══ DATA FOR THIS EXERCISE
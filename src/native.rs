//! Win32 console backend
//!
//! Thin wrapper around the Win32 console API. Each method is a single system
//! call (two for the title, which needs a wide string first).

use std::io;

use windows::core::PCWSTR;
use windows::Win32::Foundation::{BOOL, HANDLE};
use windows::Win32::Storage::FileSystem::{GetFileType, FILE_TYPE_CHAR};
use windows::Win32::System::Console::{
    AllocConsole, AttachConsole, FillConsoleOutputAttribute, FillConsoleOutputCharacterW,
    FreeConsole, GetConsoleCursorInfo, GetConsoleMode, GetConsoleScreenBufferInfo, GetStdHandle,
    SetConsoleCursorInfo, SetConsoleCursorPosition, SetConsoleTextAttribute, SetConsoleTitleW,
    ATTACH_PARENT_PROCESS, CONSOLE_CHARACTER_ATTRIBUTES, CONSOLE_CURSOR_INFO, CONSOLE_MODE,
    CONSOLE_SCREEN_BUFFER_INFO, COORD, STD_OUTPUT_HANDLE,
};

use crate::device::{
    ConsoleDevice, Coord, CursorInfo, DeviceError, DeviceResult, ScreenBufferInfo, WindowRect,
};

/// Console output handle
#[derive(Clone, Copy, Debug, PartialEq, Eq)]
pub struct ConsoleHandle(HANDLE);

// Safety: console handles are process-wide and the console API serializes access
unsafe impl Send for ConsoleHandle {}

fn os_error(e: windows::core::Error) -> DeviceError {
    DeviceError::Os(io::Error::from_raw_os_error(e.code().0))
}

fn to_coord(c: Coord) -> COORD {
    COORD { X: c.x, Y: c.y }
}

fn from_coord(c: COORD) -> Coord {
    Coord::new(c.X, c.Y)
}

/// The calling process's Win32 console
#[derive(Debug, Default)]
pub struct WinConsole;

impl WinConsole {
    pub fn new() -> Self {
        Self
    }
}

impl ConsoleDevice for WinConsole {
    type Handle = ConsoleHandle;

    fn std_output(&self) -> DeviceResult<ConsoleHandle> {
        let handle = unsafe { GetStdHandle(STD_OUTPUT_HANDLE) }.map_err(os_error)?;
        if handle.is_invalid() {
            return Err(DeviceError::Os(io::Error::new(
                io::ErrorKind::NotFound,
                "process has no standard output",
            )));
        }
        Ok(ConsoleHandle(handle))
    }

    fn is_character_device(&self, handle: ConsoleHandle) -> bool {
        unsafe { GetFileType(handle.0) == FILE_TYPE_CHAR }
    }

    fn attach_parent_console(&self) -> DeviceResult<()> {
        unsafe { AttachConsole(ATTACH_PARENT_PROCESS) }.map_err(os_error)
    }

    fn allocate_console(&self) -> DeviceResult<()> {
        unsafe { AllocConsole() }.map_err(os_error)
    }

    fn free_console(&self) -> DeviceResult<()> {
        unsafe { FreeConsole() }.map_err(os_error)
    }

    fn console_mode(&self, handle: ConsoleHandle) -> DeviceResult<u32> {
        let mut mode = CONSOLE_MODE::default();
        unsafe { GetConsoleMode(handle.0, &mut mode) }.map_err(os_error)?;
        Ok(mode.0)
    }

    fn screen_buffer_info(&self, handle: ConsoleHandle) -> DeviceResult<ScreenBufferInfo> {
        let mut csbi = CONSOLE_SCREEN_BUFFER_INFO::default();
        unsafe { GetConsoleScreenBufferInfo(handle.0, &mut csbi) }.map_err(os_error)?;

        Ok(ScreenBufferInfo {
            size: from_coord(csbi.dwSize),
            cursor: from_coord(csbi.dwCursorPosition),
            attributes: csbi.wAttributes.0,
            window: WindowRect {
                left: csbi.srWindow.Left,
                top: csbi.srWindow.Top,
                right: csbi.srWindow.Right,
                bottom: csbi.srWindow.Bottom,
            },
        })
    }

    fn set_text_attribute(&self, handle: ConsoleHandle, attributes: u16) -> DeviceResult<()> {
        unsafe { SetConsoleTextAttribute(handle.0, CONSOLE_CHARACTER_ATTRIBUTES(attributes)) }
            .map_err(os_error)
    }

    fn set_cursor_position(&self, handle: ConsoleHandle, position: Coord) -> DeviceResult<()> {
        unsafe { SetConsoleCursorPosition(handle.0, to_coord(position)) }.map_err(os_error)
    }

    fn fill_character(
        &self,
        handle: ConsoleHandle,
        ch: char,
        len: u32,
        start: Coord,
    ) -> DeviceResult<u32> {
        let mut unit = [0u16; 2];
        let unit = ch.encode_utf16(&mut unit);
        if unit.len() != 1 {
            return Err(DeviceError::Unsupported("filling with characters outside the BMP"));
        }

        let mut written: u32 = 0;
        unsafe {
            FillConsoleOutputCharacterW(handle.0, unit[0], len, to_coord(start), &mut written)
        }
        .map_err(os_error)?;
        Ok(written)
    }

    fn fill_attribute(
        &self,
        handle: ConsoleHandle,
        attributes: u16,
        len: u32,
        start: Coord,
    ) -> DeviceResult<u32> {
        let mut written: u32 = 0;
        unsafe {
            FillConsoleOutputAttribute(handle.0, attributes, len, to_coord(start), &mut written)
        }
        .map_err(os_error)?;
        Ok(written)
    }

    fn set_title(&self, title: &str) -> DeviceResult<()> {
        let wide: Vec<u16> = title.encode_utf16().chain(std::iter::once(0)).collect();
        unsafe { SetConsoleTitleW(PCWSTR(wide.as_ptr())) }.map_err(os_error)
    }

    fn cursor_info(&self, handle: ConsoleHandle) -> DeviceResult<CursorInfo> {
        let mut cci = CONSOLE_CURSOR_INFO::default();
        unsafe { GetConsoleCursorInfo(handle.0, &mut cci) }.map_err(os_error)?;
        Ok(CursorInfo {
            size: cci.dwSize,
            visible: cci.bVisible.as_bool(),
        })
    }

    fn set_cursor_info(&self, handle: ConsoleHandle, info: CursorInfo) -> DeviceResult<()> {
        let cci = CONSOLE_CURSOR_INFO {
            dwSize: info.size,
            bVisible: BOOL::from(info.visible),
        };
        unsafe { SetConsoleCursorInfo(handle.0, &cci) }.map_err(os_error)
    }
}
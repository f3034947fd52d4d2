//! simple-console - colorized, cursor-addressable console output
//!
//! A small layer over the process's text console: text colors, cursor
//! position and visibility, clearing, the window title, and detection of
//! whether a real interactive console is attached at all.
//!
//! # Architecture
//!
//! ```text
//! Console<D: ConsoleDevice>        (context: one per process or per test)
//! ├── HandleManager   lazy output handle, attach/allocate fallback
//! ├── AttributeState  default colors, captured once
//! └── D               WinConsole (Win32) | AnsiConsole (crossterm)
//! ```
//!
//! `ffi` exposes the same operations as flat `sc_*` C functions over one
//! process-wide context, for host runtimes that link the library directly.
//!
//! # Example
//!
//! ```no_run
//! use simple_console::{system_console, Color, ConsoleConfig};
//!
//! let console = system_console(&ConsoleConfig::load());
//! if console.has_real_console() {
//!     console.set_foreground(Color::Yellow.code()).ok();
//!     println!("warning");
//!     console.reset_color().ok();
//! }
//! ```

pub mod ansi;
pub mod attributes;
pub mod config;
pub mod console;
pub mod device;
pub mod error;
pub mod ffi;
pub mod handle;
#[cfg(windows)]
pub mod native;

#[cfg(test)]
mod mock;

pub use attributes::{Attributes, Color, LvbFlags};
pub use config::ConsoleConfig;
pub use console::{Console, ConsoleSize};
pub use device::{ConsoleDevice, Coord, CursorInfo, DeviceError, ScreenBufferInfo, WindowRect};
pub use error::{ConsoleError, Result};
pub use handle::{Acquisition, FallbackPolicy};

/// The console device of the current platform
#[cfg(windows)]
pub type SystemDevice = native::WinConsole;
#[cfg(not(windows))]
pub type SystemDevice = ansi::AnsiConsole;

pub type SystemConsole = Console<SystemDevice>;

/// Context over the current platform's console
pub fn system_console(config: &ConsoleConfig) -> SystemConsole {
    Console::with_config(SystemDevice::new(), config)
}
════
__EXERCISE REQUIREMENTS__
Copy all lines of the records that have the string "SetConsoleTextAttribute" in them.

__THE COMPLETED TASK__
    SetConsoleCursorInfo, SetConsoleCursorPosition, SetConsoleTextAttribute, SetConsoleTitleW,
        unsafe { SetConsoleTextAttribute(handle.0, CONSOLE_CHARACTER_ATTRIBUTES(attributes)) }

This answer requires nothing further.